OPINION FILED SEPTEMBER 22, 1970.
THE PEOPLE OF THE STATE OF ILLINOIS, APPELLEE,
DOROTHY ADAMS ET AL., APPELLANTS.
APPEAL from the Circuit Court of Cook County; the Hon. SIDNEY
JONES, Judge, presiding.
MR. JUSTICE WARD DELIVERED THE OPINION OF THE COURT:
After a bench trial in the circuit court of Cook County the defendants Dorothy Adams, Lucy Hammer, Eleanor Green, Pauline Smithers, Elnora Christmas, Myrtle Johnson, Bessie Cole, J.S. Bray, and Ida Hines were found guilty of the crime of gambling. (Ill. Rev. Stat. 1967, ch. 38, par. 28-1(a)(8).) Each was fined $500.
They were convicted on the basis of evidence obtained in the course of a search, under a warrant, of a second floor apartment in Chicago. At the time of the execution of the search warrant the defendants were found in possession of certain evidence used in a gambling operation. On appeal they contend that their constitutional rights were violated because the search warrant had been issued without probable cause.
The issuance of the search warrant was founded on the affidavit of Officer Robert Beavers of the Chicago Police Department. The affidavit recited in part: "I am a Chicago Police Officer assigned to the Gambling Unit. On 6 May 1968 at about 1:00 P.M., I happened to be in the vicinity of 79th St. and Drexel Ave. conducting a gambling investigation when I observed one Robert Jackson, known to me as a Field man for the `Windy City' Policy wheel parked in his 1963 red Chevrolet sedan, Ill. Lic. # (68) CT-8170. I also recognized such runners for the same Policy wheel, from previous arrests by me as Albert Harding, John Mack and Burt Turnbo handing Jackson Policy bets which the latter placed in a brown paper bag which he sat on the seat next to him. When the runners left in their autos, I followed Robert Jackson to the 46th. block on Michigan Ave., Chgo. Ill. where he met an unidentified female who was standing in the street. I saw Jackson hand the brown paper bag to this female and left. I then watched the female walk cross the street where she entered the 2nd floor apartment at 4621 S. Michigan Av. carrying the bag given her by Jackson. This was at about 1:40 P.M. At 2:45 P.M. I observed the same female leave the 2nd floor apartment without the brown paper bag.
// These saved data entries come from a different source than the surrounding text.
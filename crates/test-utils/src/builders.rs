#![allow(dead_code)]

use std::collections::BTreeMap;
use std::time::Duration;

use vcs_runner::config::{ConfigFile, QueueSection, RawConfigFile, SettingsSection};
use vcs_runner::exec::QueueOptions;
use vcs_runner::types::ForcePath;

/// Builder for `ConfigFile` to simplify test setup.
pub struct ConfigFileBuilder {
    config: RawConfigFile,
}

impl ConfigFileBuilder {
    pub fn new() -> Self {
        Self {
            config: RawConfigFile {
                settings: SettingsSection::default(),
                executables: BTreeMap::new(),
                queue: QueueSection::default(),
            },
        }
    }

    pub fn encoding(mut self, encoding: &str) -> Self {
        self.config.settings.encoding = encoding.to_string();
        self
    }

    pub fn fallback_encoding(mut self, encoding: &str) -> Self {
        self.config.settings.fallback_encodings.push(encoding.to_string());
        self
    }

    pub fn force_path(mut self, force_path: ForcePath) -> Self {
        self.config.settings.force_path = Some(force_path);
        self
    }

    pub fn executable(mut self, logical_name: &str, argv: &[&str]) -> Self {
        self.config.executables.insert(
            logical_name.to_string(),
            argv.iter().map(|s| s.to_string()).collect(),
        );
        self
    }

    pub fn result_timeout(mut self, value: &str) -> Self {
        self.config.queue.result_timeout = value.to_string();
        self
    }

    pub fn build(self) -> ConfigFile {
        ConfigFile::try_from(self.config).expect("Failed to build valid config from builder")
    }
}

impl Default for ConfigFileBuilder {
    fn default() -> Self {
        Self::new()
    }
}

/// Queue bounds short enough for tests that expect a timeout.
pub fn queue_options(submit: Duration, result: Duration) -> QueueOptions {
    QueueOptions {
        submit_timeout: submit,
        result_timeout: result,
        async_result_timeout: result,
        worker_poll_interval: Duration::from_millis(50),
    }
}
"On 7 May 1968 at about 1:05 P.M. I again observed the same Policy runners meet Robert Jackson and give him Policy bets which he again placed in a brown paper bag carrying same to the 4600 block of Michigan Ave. and meeting the same female who took the bag into 4621 S. Michigan Ave., 2nd Apt.
"Based on the above investigation, I believe that the `Windy City' Policy wheel is now conducting their Office HQ. in the 2nd floor Apt. at 4621 S. Michigan Ave., Chgo, Ill. and that the above listed evidence is to be confiscated therein."
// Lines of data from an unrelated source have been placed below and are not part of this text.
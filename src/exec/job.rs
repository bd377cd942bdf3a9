// src/exec/job.rs

//! What gets handed to the worker: one external-process invocation.

use std::collections::BTreeMap;
use std::ffi::{OsStr, OsString};
use std::path::{Path, PathBuf};

use crate::types::ForcePath;

pub const DEFAULT_ENCODING: &str = "utf-8";

/// Immutable description of one external-process invocation.
///
/// Built by a caller at submission time and consumed exactly once by the
/// worker. The environment is a full mapping (not a delta): it starts as a
/// snapshot of the current process environment and is adjusted from there.
#[derive(Debug, Clone)]
pub struct Job {
    pub argv: Vec<String>,
    pub stdin: Option<Vec<u8>>,
    pub cwd: Option<PathBuf>,
    pub env: BTreeMap<OsString, OsString>,
    pub encoding: String,
    pub fallback_encodings: Vec<String>,
    /// Turn spawn and decoding failures into an empty `(0, "", "")` result.
    pub ignore_errors: bool,
}

impl Job {
    pub fn new<I, S>(argv: I) -> Self
    where
        I: IntoIterator<Item = S>,
        S: Into<String>,
    {
        Self {
            argv: argv.into_iter().map(Into::into).collect(),
            stdin: None,
            cwd: None,
            env: std::env::vars_os().collect(),
            encoding: DEFAULT_ENCODING.to_string(),
            fallback_encodings: Vec::new(),
            ignore_errors: false,
        }
    }

    pub fn stdin(mut self, payload: impl Into<Vec<u8>>) -> Self {
        self.stdin = Some(payload.into());
        self
    }

    pub fn cwd(mut self, dir: impl AsRef<Path>) -> Self {
        self.cwd = Some(dir.as_ref().to_path_buf());
        self
    }

    pub fn env_var(mut self, key: impl AsRef<OsStr>, value: impl AsRef<OsStr>) -> Self {
        self.env
            .insert(key.as_ref().to_os_string(), value.as_ref().to_os_string());
        self
    }

    /// Apply a `PATH` override. `None` or an empty override is a no-op.
    pub fn force_path(mut self, force_path: Option<&ForcePath>) -> Self {
        if let Some(path) = force_path.and_then(ForcePath::to_path_value) {
            self.env.insert(OsString::from("PATH"), path);
        }
        self
    }

    pub fn encoding(mut self, encoding: impl Into<String>) -> Self {
        self.encoding = encoding.into();
        self
    }

    pub fn fallback_encodings<I, S>(mut self, encodings: I) -> Self
    where
        I: IntoIterator<Item = S>,
        S: Into<String>,
    {
        self.fallback_encodings = encodings.into_iter().map(Into::into).collect();
        self
    }

    pub fn ignore_errors(mut self, ignore: bool) -> Self {
        self.ignore_errors = ignore;
        self
    }

    /// `PATH` as the child will see it.
    pub fn path_var(&self) -> Option<&OsStr> {
        self.env.get(OsStr::new("PATH")).map(OsString::as_os_str)
    }
}

/// Captured outcome of a synchronous job.
#[derive(Debug, Clone, Default, PartialEq, Eq)]
pub struct CommandOutput {
    pub exit_code: i32,
    pub stdout: String,
    pub stderr: String,
}

impl CommandOutput {
    pub fn success(&self) -> bool {
        self.exit_code == 0
    }
}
The defendant's argument is that the affidavit fails to set forth facts sufficient to allow the finding that probable cause existed for the issuance of the search warrant. A specific contention they make is that the affidavit does not disclose how the officer saw or otherwise knew that the woman referred to in the affidavit entered the second floor apartment at 4621 South Michigan Avenue. Lacking that, the defendants contend, the affidavit could not establish probable cause for the issuance of a search warrant of the apartment.
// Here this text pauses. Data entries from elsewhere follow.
// tests/sync_execution.rs

use std::error::Error;
use std::sync::{Arc, Mutex};
use std::thread;
use std::time::{Duration, Instant};

use vcs_runner::errors::{ExecError, ExecErrorKind};
use vcs_runner::exec::{ExecutionService, Job, QueueOptions};
use vcs_runner::types::HandoffStage;
use vcs_runner_test_utils::builders::queue_options;
use vcs_runner_test_utils::{init_tracing, sh};

type TestResult = Result<(), Box<dyn Error>>;

#[test]
fn sync_job_returns_exit_code_and_both_streams() -> TestResult {
    init_tracing();
    let service = ExecutionService::start(QueueOptions::default())?;

    let output = service.run_sync(Job::new(sh("echo out; echo err >&2; exit 3")))?;

    assert_eq!(output.exit_code, 3);
    assert_eq!(output.stdout, "out\n");
    assert_eq!(output.stderr, "err\n");
    assert!(!output.success());
    Ok(())
}

#[test]
fn concurrent_callers_each_get_their_own_result_exactly_once() -> TestResult {
    init_tracing();
    let service = ExecutionService::start(QueueOptions::default())?;

    let handles: Vec<_> = (0..6)
        .map(|caller| {
            let service = service.clone();
            thread::spawn(move || {
                (0..4)
                    .map(|n| {
                        let tag = format!("{caller}-{n}");
                        let out = service
                            .run_sync(Job::new(sh(&format!("echo {tag}"))))
                            .expect("job should succeed");
                        (tag, out.stdout)
                    })
                    .collect::<Vec<_>>()
            })
        })
        .collect();

    let mut delivered = 0;
    for handle in handles {
        for (tag, stdout) in handle.join().expect("caller thread panicked") {
            assert_eq!(stdout.trim(), tag);
            delivered += 1;
        }
    }
    assert_eq!(delivered, 24);
    Ok(())
}

#[test]
fn reentrant_submit_from_worker_runs_inline() -> TestResult {
    init_tracing();
    let service = ExecutionService::start(QueueOptions::default())?;
    let inner = service.clone();

    let (on_worker, output) = service.execute(move || {
        let on_worker = inner.is_worker_thread();
        let output = inner.run_sync(Job::new(sh("echo inner")))?;
        Ok((on_worker, output))
    })?;

    assert!(on_worker);
    assert!(!service.is_worker_thread());
    assert_eq!(output.stdout, "inner\n");
    Ok(())
}

#[test]
fn concurrent_jobs_never_overlap() -> TestResult {
    init_tracing();
    let service = ExecutionService::start(QueueOptions::default())?;
    let spans: Arc<Mutex<Vec<(Instant, Instant)>>> = Arc::new(Mutex::new(Vec::new()));

    let started = Instant::now();
    let handles: Vec<_> = (0..2)
        .map(|_| {
            let service = service.clone();
            let spans = Arc::clone(&spans);
            thread::spawn(move || {
                service.execute(move || {
                    let begin = Instant::now();
                    let out = vcs_runner::exec::task_runner::run_captured(Job::new(sh("sleep 0.3")))?;
                    spans.lock().unwrap().push((begin, Instant::now()));
                    Ok(out)
                })
            })
        })
        .collect();

    for handle in handles {
        handle.join().expect("caller thread panicked")?;
    }
    let elapsed = started.elapsed();

    assert!(
        elapsed >= Duration::from_millis(600),
        "two 300ms jobs finished in {elapsed:?}; they must have overlapped"
    );

    let mut spans = spans.lock().unwrap().clone();
    spans.sort();
    assert_eq!(spans.len(), 2);
    assert!(spans[0].1 <= spans[1].0, "job executions overlapped: {spans:?}");
    Ok(())
}

#[test]
fn result_wait_times_out_while_worker_is_stuck() -> TestResult {
    init_tracing();
    let service = ExecutionService::start(queue_options(
        Duration::from_secs(5),
        Duration::from_millis(300),
    ))?;

    // Occupy the worker with a process that outlives every bound below.
    let blocker = {
        let service = service.clone();
        thread::spawn(move || service.run_sync(Job::new(sh("sleep 3"))))
    };
    thread::sleep(Duration::from_millis(100));

    let started = Instant::now();
    let result = service.run_sync(Job::new(sh("echo never")));
    let elapsed = started.elapsed();

    match result {
        Err(ExecError::Timeout { stage, after }) => {
            assert_eq!(stage, HandoffStage::Result);
            assert_eq!(after, Duration::from_millis(300));
        }
        other => panic!("expected result timeout, got {other:?}"),
    }
    assert!(elapsed >= Duration::from_millis(250), "timed out too early: {elapsed:?}");
    assert!(elapsed < Duration::from_secs(2), "timed out too late: {elapsed:?}");

    let blocked = blocker.join().expect("blocker thread panicked");
    assert!(matches!(blocked, Err(ExecError::Timeout { .. })));
    Ok(())
}

#[test]
fn submit_times_out_when_the_slot_stays_full() -> TestResult {
    init_tracing();
    let service = ExecutionService::start(queue_options(
        Duration::from_millis(200),
        Duration::from_secs(5),
    ))?;

    // First job runs on the worker, second one sits in the slot.
    let running = {
        let service = service.clone();
        thread::spawn(move || service.run_sync(Job::new(sh("sleep 2"))))
    };
    thread::sleep(Duration::from_millis(100));
    let queued = {
        let service = service.clone();
        thread::spawn(move || service.run_sync(Job::new(sh("echo queued"))))
    };
    thread::sleep(Duration::from_millis(100));

    let started = Instant::now();
    let result = service.run_sync(Job::new(sh("echo third")));
    let elapsed = started.elapsed();

    match result {
        Err(ExecError::Timeout { stage, .. }) => assert_eq!(stage, HandoffStage::Submit),
        other => panic!("expected submit timeout, got {other:?}"),
    }
    assert!(elapsed >= Duration::from_millis(150), "timed out too early: {elapsed:?}");
    assert!(elapsed < Duration::from_secs(1), "timed out too late: {elapsed:?}");

    assert_eq!(running.join().expect("thread panicked")?.exit_code, 0);
    assert_eq!(queued.join().expect("thread panicked")?.stdout, "queued\n");
    Ok(())
}

#[test]
fn worker_survives_a_panicking_job() -> TestResult {
    init_tracing();
    let service = ExecutionService::start(QueueOptions::default())?;

    let failed = service.execute(|| -> Result<(), ExecError> { panic!("boom in job") });
    match failed {
        Err(ExecError::Failure { message }) => assert!(message.contains("boom in job")),
        other => panic!("expected execution failure, got {other:?}"),
    }

    let output = service.run_sync(Job::new(sh("echo still alive")))?;
    assert_eq!(output.stdout, "still alive\n");
    Ok(())
}

#[test]
fn missing_executable_is_a_spawn_error() -> TestResult {
    init_tracing();
    let service = ExecutionService::start(QueueOptions::default())?;

    let err = service
        .run_sync(Job::new(["vcs-runner-no-such-binary", "status"]))
        .expect_err("spawn should fail");
    assert_eq!(err.kind(), ExecErrorKind::Spawn);

    let ignored = service.run_sync(Job::new(["vcs-runner-no-such-binary"]).ignore_errors(true))?;
    assert_eq!(ignored.exit_code, 0);
    assert!(ignored.stdout.is_empty() && ignored.stderr.is_empty());
    Ok(())
}

#[test]
fn stdin_is_piped_and_cwd_is_applied_per_job() -> TestResult {
    init_tracing();
    let service = ExecutionService::start(QueueOptions::default())?;
    let dir = tempfile::tempdir()?;
    let before = std::env::current_dir()?;

    let echoed = service.run_sync(Job::new(sh("cat")).stdin(b"hello from stdin".to_vec()))?;
    assert_eq!(echoed.stdout, "hello from stdin");

    let pwd = service.run_sync(Job::new(sh("pwd")).cwd(dir.path()))?;
    let name = dir.path().file_name().unwrap().to_string_lossy().into_owned();
    assert!(pwd.stdout.trim_end().ends_with(&name), "pwd was {:?}", pwd.stdout);

    assert_eq!(std::env::current_dir()?, before);
    Ok(())
}

#[test]
fn env_overrides_reach_the_child() -> TestResult {
    init_tracing();
    let service = ExecutionService::start(QueueOptions::default())?;

    let output = service.run_sync(
        Job::new(sh("echo \"$VCS_RUNNER_TEST_VAR\""))
            .env_var("VCS_RUNNER_TEST_VAR", "from the job"),
    )?;
    assert_eq!(output.stdout, "from the job\n");

    let unset = service.run_sync(Job::new(sh("echo \"[$VCS_RUNNER_TEST_VAR]\"")))?;
    assert_eq!(unset.stdout, "[]\n");
    Ok(())
}

#[test]
fn output_decodes_through_fallback_encodings() -> TestResult {
    init_tracing();
    let service = ExecutionService::start(QueueOptions::default())?;

    // 0xE9 is 'é' in latin-1 and an invalid lone byte in UTF-8.
    let decoded = service.run_sync(
        Job::new(sh(r"printf 'caf\351'")).fallback_encodings(["latin-1"]),
    )?;
    assert_eq!(decoded.stdout, "café");

    let err = service
        .run_sync(Job::new(sh(r"printf 'caf\351'")))
        .expect_err("utf-8 alone cannot decode");
    match err {
        ExecError::Decoding(e) => assert_eq!(e.attempted, vec!["utf-8".to_string()]),
        other => panic!("expected decoding error, got {other:?}"),
    }

    let ignored = service.run_sync(Job::new(sh(r"printf 'caf\351'")).ignore_errors(true))?;
    assert_eq!(ignored.stdout, "");
    Ok(())
}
We must reject the contention that the affidavit was not sufficient on its face to authorize the judicial officer to find that there was probable cause for the issuance of the search warrant for the apartment. The conduct described warranted the conclusion that there was probable cause to believe there was gambling activity in the apartment. (Cf. People v. Morano, 45 Ill.2d 60. The affiant-officer's declaration that the woman entered the apartment was not an impossible observation and we consider that probable cause could be found from the recital of the affidavit alone. (Cf. People v. Bak, 45 Ill.2d 140.) That the observation was not an impossible one was made clear when the affiant, who was called by the defendants at the hearing on the motion to suppress, testified that he knew the woman had entered the apartment simply because he could see her through the open windows of the apartment. We reject the suggestion of the defendants that it was necessary to consider this testimony in addition to the contents of the affidavit in order to find probable cause.
The trial court properly denied the defendants' motion to quash the search warrant and suppress the evidence. Cf. People v. Morano, 45 Ill.2d 60.
Accordingly, the judgment of the circuit court of Cook County is affirmed.